What happens if the power blips? Need UPSes fo each circuit.
What happens if there's an extended power outage? Need a good generator capable of running for hours or days as neccesary.What about cooling? That goes on its own circuit and hopefully is also connected to the generator...
The list could go on and on forever. The reason so many folks warn about the complexity is that once you've built this giant system... it is extremely complex... and the more reduntant you try to make it, the more complicated (and costly) it gets... The more moving parts you have, the more risk you run of missing something that is obviously another SPOF.
The idea is to find the balance of increased redundancy / automatic failover / reduced down time,cost, and complexity for your organization. It might not get you to the 5 nines. But it might get you say... 3 nines (99.9, right?) of uptime....
This will also involve playing nicely with the bean counters. They will suffer from sticker shock when you show them the price tag for what you want (regardless of if your organization can afford it or not). Work with them and explain how you came up with the system design and how it can save money in the long run. It would also be worth bringing them in at the start to find out exactly what the cost of down time is. So you're not spending half a million dollars to prevent $20 worth of down time.
-
Yes, and it seems to be me that two hosts, two switches and two SANs (2-2-2) offers a decent level of redundancy without over-complicating the system. That's where I'm not getting where the "doom" is coming from.
-
@Carnival-Boy What happens if both SANs go down? Or both switches? Dont' laugh -- I've seen it happen... (and admittedly, I was the cause of it once or twice...)
-
Same as in any redundant system. Two paired disks could fail in a mirrored disk array, two paired power supplies could fail on a host. Redundancy is only about reducing risk, not eliminating it.

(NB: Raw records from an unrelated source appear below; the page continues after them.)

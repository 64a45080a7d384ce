use chrono::{DateTime, Utc};
use serde::{Deserialize, Serialize};
use serde_json::Value;
use sqlx::FromRow;

#[derive(Debug, Clone, Serialize, Deserialize, FromRow)]
pub struct EngineeringBranchRow {
    pub id: i32,
    pub code: String,
    pub name: String,
    pub description: String,
    pub subjects: Vec<String>,
    pub created_at: DateTime<Utc>,
}

#[derive(Debug, Clone, Serialize, Deserialize, FromRow)]
pub struct BranchSubjectRow {
    pub id: i32,
    pub branch_code: String,
    pub subject_code: String,
    pub subject_name: String,
    pub semester: i32,
    pub credits: i32,
    pub is_core: bool,
    pub prerequisites: Value,
    pub syllabus: Value,
}

#[derive(Debug, Clone, Serialize, Deserialize, FromRow)]
pub struct QuestionPaperRow {
    pub id: i32,
    pub paper_id: String,
    pub branch_code: String,
    pub subject_code: String,
    pub university: String,
    pub exam_year: i32,
    pub exam_type: String,
    pub pdf_url: Option<String>,
    pub extracted_questions: Value,
    pub difficulty: String,
    pub total_marks: i32,
    pub duration_minutes: i32,
    pub uploaded_by: String,
    pub download_count: i32,
    pub created_at: DateTime<Utc>,
}

#[derive(Debug, Clone, Serialize, Deserialize, FromRow)]
pub struct MockExamRow {
    pub id: i32,
    pub exam_id: String,
    pub title: String,
    pub branch_code: String,
    pub subject_code: String,
    pub source_years: Vec<i32>,
    /// JSON array of `MockQuestion`.
    pub questions: Value,
    pub total_questions: i32,
    pub total_marks: i32,
    pub duration_minutes: i32,
    pub created_by: String,
    pub is_public: bool,
    pub created_at: DateTime<Utc>,
}

/// One question embedded in a mock exam.
#[derive(Debug, Clone, Serialize, Deserialize, PartialEq)]
pub struct MockQuestion {
    pub question: String,
    pub options: Vec<String>,
    pub correct_answer: usize,
    pub marks: u32,
}

#[derive(Debug, Clone, Serialize, Deserialize, FromRow)]
pub struct UserBranchRow {
    pub user_email: String,
    pub branch_code: String,
    pub semester: i32,
    pub updated_at: DateTime<Utc>,
}

#[derive(Debug, Clone, Serialize, Deserialize, FromRow)]
pub struct SubjectProgressRow {
    pub id: i32,
    pub user_email: String,
    pub branch_code: String,
    pub subject_code: String,
    pub completed_topics: Vec<String>,
    pub total_topics: i32,
    pub updated_at: DateTime<Utc>,
}
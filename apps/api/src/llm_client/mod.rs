/// LLM client: the single point of entry for all generative-AI calls in Campus.
///
/// No other module may call the Anthropic API directly. Handlers depend on the
/// `LlmBackend` trait so tests can substitute a scripted backend.
use async_trait::async_trait;
use reqwest::Client;
use serde::{Deserialize, Serialize};
use thiserror::Error;
use tracing::{debug, warn};

pub mod prompts;

const ANTHROPIC_API_URL: &str = "https://api.anthropic.com/v1/messages";
const ANTHROPIC_VERSION: &str = "2023-06-01";
/// The model used for all LLM calls.
pub const MODEL: &str = "claude-sonnet-4-5";
const MAX_TOKENS: u32 = 4096;
const MAX_RETRIES: u32 = 3;

#[derive(Debug, Error)]
pub enum LlmError {
    #[error("HTTP error: {0}")]
    Http(#[from] reqwest::Error),

    #[error("API error (status {status}): {message}")]
    Api { status: u16, message: String },

    #[error("Rate limited after {retries} retries")]
    RateLimited { retries: u32 },

    #[error("LLM returned empty content")]
    EmptyContent,
}

/// Text completion seam used by the generators.
#[async_trait]
pub trait LlmBackend: Send + Sync {
    /// Sends `prompt` with `system` instructions and returns the model's text.
    async fn complete(&self, prompt: &str, system: &str) -> Result<String, LlmError>;
}

#[derive(Debug, Serialize)]
struct AnthropicRequest<'a> {
    model: &'a str,
    max_tokens: u32,
    system: &'a str,
    messages: Vec<AnthropicMessage<'a>>,
}

#[derive(Debug, Serialize)]
struct AnthropicMessage<'a> {
    role: &'a str,
    content: &'a str,
}

#[derive(Debug, Deserialize)]
pub struct LlmResponse {
    pub content: Vec<ContentBlock>,
    pub usage: Usage,
}

#[derive(Debug, Deserialize)]
pub struct ContentBlock {
    #[serde(rename = "type")]
    pub block_type: String,
    pub text: Option<String>,
}

#[derive(Debug, Deserialize)]
pub struct Usage {
    pub input_tokens: u32,
    pub output_tokens: u32,
}

impl LlmResponse {
    /// Extracts the text content from the first text block.
    pub fn text(&self) -> Option<&str> {
        self.content
            .iter()
            .find(|b| b.block_type == "text")
            .and_then(|b| b.text.as_deref())
    }
}

#[derive(Debug, Deserialize)]
struct AnthropicError {
    error: AnthropicErrorBody,
}

#[derive(Debug, Deserialize)]
struct AnthropicErrorBody {
    message: String,
}

/// Wraps the Anthropic Messages API with retry logic.
#[derive(Clone)]
pub struct LlmClient {
    client: Client,
    api_key: String,
}

impl LlmClient {
    pub fn new(api_key: String) -> Result<Self, LlmError> {
        Ok(Self {
            client: Client::builder()
                .timeout(std::time::Duration::from_secs(120))
                .build()?,
            api_key,
        })
    }

    /// Makes a raw call to the API, returning the full response object.
    /// Retries on 429 (rate limit) and 5xx errors with exponential backoff.
    pub async fn call(&self, prompt: &str, system: &str) -> Result<LlmResponse, LlmError> {
        let request_body = AnthropicRequest {
            model: MODEL,
            max_tokens: MAX_TOKENS,
            system,
            messages: vec![AnthropicMessage {
                role: "user",
                content: prompt,
            }],
        };

        let mut last_error: Option<LlmError> = None;

        for attempt in 0..MAX_RETRIES {
            if attempt > 0 {
                // Exponential backoff: 1s, 2s
                let delay = std::time::Duration::from_millis(1000 * (1 << (attempt - 1)));
                warn!(
                    "LLM call attempt {} failed, retrying after {}ms...",
                    attempt,
                    delay.as_millis()
                );
                tokio::time::sleep(delay).await;
            }

            let response = self
                .client
                .post(ANTHROPIC_API_URL)
                .header("x-api-key", &self.api_key)
                .header("anthropic-version", ANTHROPIC_VERSION)
                .header("content-type", "application/json")
                .json(&request_body)
                .send()
                .await;

            let response = match response {
                Ok(r) => r,
                Err(e) => {
                    last_error = Some(LlmError::Http(e));
                    continue;
                }
            };

            let status = response.status();

            if status.as_u16() == 429 || status.is_server_error() {
                let body = response.text().await.unwrap_or_default();
                warn!("LLM API returned {}: {}", status, body);
                last_error = Some(LlmError::Api {
                    status: status.as_u16(),
                    message: body,
                });
                continue;
            }

            if !status.is_success() {
                let body = response.text().await.unwrap_or_default();
                let message = serde_json::from_str::<AnthropicError>(&body)
                    .map(|e| e.error.message)
                    .unwrap_or(body);
                return Err(LlmError::Api {
                    status: status.as_u16(),
                    message,
                });
            }

            let llm_response: LlmResponse = response.json().await?;

            debug!(
                "LLM call succeeded: input_tokens={}, output_tokens={}",
                llm_response.usage.input_tokens, llm_response.usage.output_tokens
            );

            return Ok(llm_response);
        }

        Err(last_error.unwrap_or(LlmError::RateLimited {
            retries: MAX_RETRIES,
        }))
    }
}

#[async_trait]
impl LlmBackend for LlmClient {
    async fn complete(&self, prompt: &str, system: &str) -> Result<String, LlmError> {
        let response = self.call(prompt, system).await?;
        response
            .text()
            .filter(|t| !t.trim().is_empty())
            .map(str::to_string)
            .ok_or(LlmError::EmptyContent)
    }
}

/// Returns the first balanced `{ ... }` object in free-form model output.
///
/// Braces inside JSON string literals are ignored, so prose, code fences and
/// trailing commentary around the object do not matter.
pub fn extract_json_object(text: &str) -> Option<&str> {
    let start = text.find('{')?;
    let mut depth = 0usize;
    let mut in_string = false;
    let mut escaped = false;

    for (offset, ch) in text[start..].char_indices() {
        if in_string {
            match ch {
                _ if escaped => escaped = false,
                '\\' => escaped = true,
                '"' => in_string = false,
                _ => {}
            }
            continue;
        }
        match ch {
            '"' => in_string = true,
            '{' => depth += 1,
            '}' => {
                depth -= 1;
                if depth == 0 {
                    return Some(&text[start..start + offset + 1]);
                }
            }
            _ => {}
        }
    }
    None
}

#[cfg(test)]
mod tests {
    use super::*;

    #[test]
    fn test_extract_plain_object() {
        let input = "{\"key\": \"value\"}";
        assert_eq!(extract_json_object(input), Some("{\"key\": \"value\"}"));
    }

    #[test]
    fn test_extract_from_fenced_block_with_prose() {
        let input = "Here is your quiz:\n```json\n{\"title\": \"Graphs\", \"n\": {\"a\": 1}}\n```\nGood luck!";
        assert_eq!(
            extract_json_object(input),
            Some("{\"title\": \"Graphs\", \"n\": {\"a\": 1}}")
        );
    }

    #[test]
    fn test_extract_ignores_braces_in_strings() {
        let input = r#"{"q": "What does } mean in \"C{\"?", "ok": true} trailing {"second": 1}"#;
        assert_eq!(
            extract_json_object(input),
            Some(r#"{"q": "What does } mean in \"C{\"?", "ok": true}"#)
        );
    }

    #[test]
    fn test_extract_none_without_object() {
        assert_eq!(extract_json_object("I cannot help with that."), None);
        assert_eq!(extract_json_object("{\"unterminated\": true"), None);
    }

    #[test]
    fn test_response_text_picks_first_text_block() {
        let response: LlmResponse = serde_json::from_str(
            r#"{"content":[{"type":"tool_use"},{"type":"text","text":"{}"}],"usage":{"input_tokens":1,"output_tokens":2}}"#,
        )
        .unwrap();
        assert_eq!(response.text(), Some("{}"));
    }
}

And in a lot of cases the risk of dual failure is higher than people would think because the two components aren't completely independent of one another. So failure on one could bring down the other. Human error would be a big cause of this. If you screw up one, there is a good chance you will screw up the other..
-
I think the reason Scott uses the IPOD analogy is to make sure people aren't going into a SAN purchase, for instance, with two eyes blind. Most folks think "Oh, we have two of them, it won't EVER go down"...
-
After rereading the thread... the IPOD / IVPD (inverted pyramid of doom)... Comes from any single thing that can completely bring down the "system".
As you mention the idea is to reduce risk of downtime, and a poorly implemented system does not actually reduce it, but increases it due to the complexity.
Several folks here would recommend for 2 hosts using Replication of VMs from HostA to HostB over using a SAN, because the local disk will almost always be faster than a disk on the network. You take the 10 VMs on HostA and replicate them to HostB, and then take the 10VMs on HostB and replicate them to HostA.
Depending on your hypervisor, you have yourself a nicely recoverable system that is less complex than a 2-2-2 system because you are eliminating the complexities of the SAN. You are also saving a good chunk of money as well. The down side to this sort of replication is that failures can cause lost data between replications.... (IE: VM1 is replicated every 5 minutes, and that VM Host A dies after 4 minutes and 45 secs, you likely will lose the last 5 minutes worth of data). But your only down time will be the amount of time it takes VM1 to reboot on HostB.
-
@dafyre said:
After rereading the thread... the IPOD / IVPD (inverted pyramid of doom)... Comes from any single thing that can completely bring down the "system".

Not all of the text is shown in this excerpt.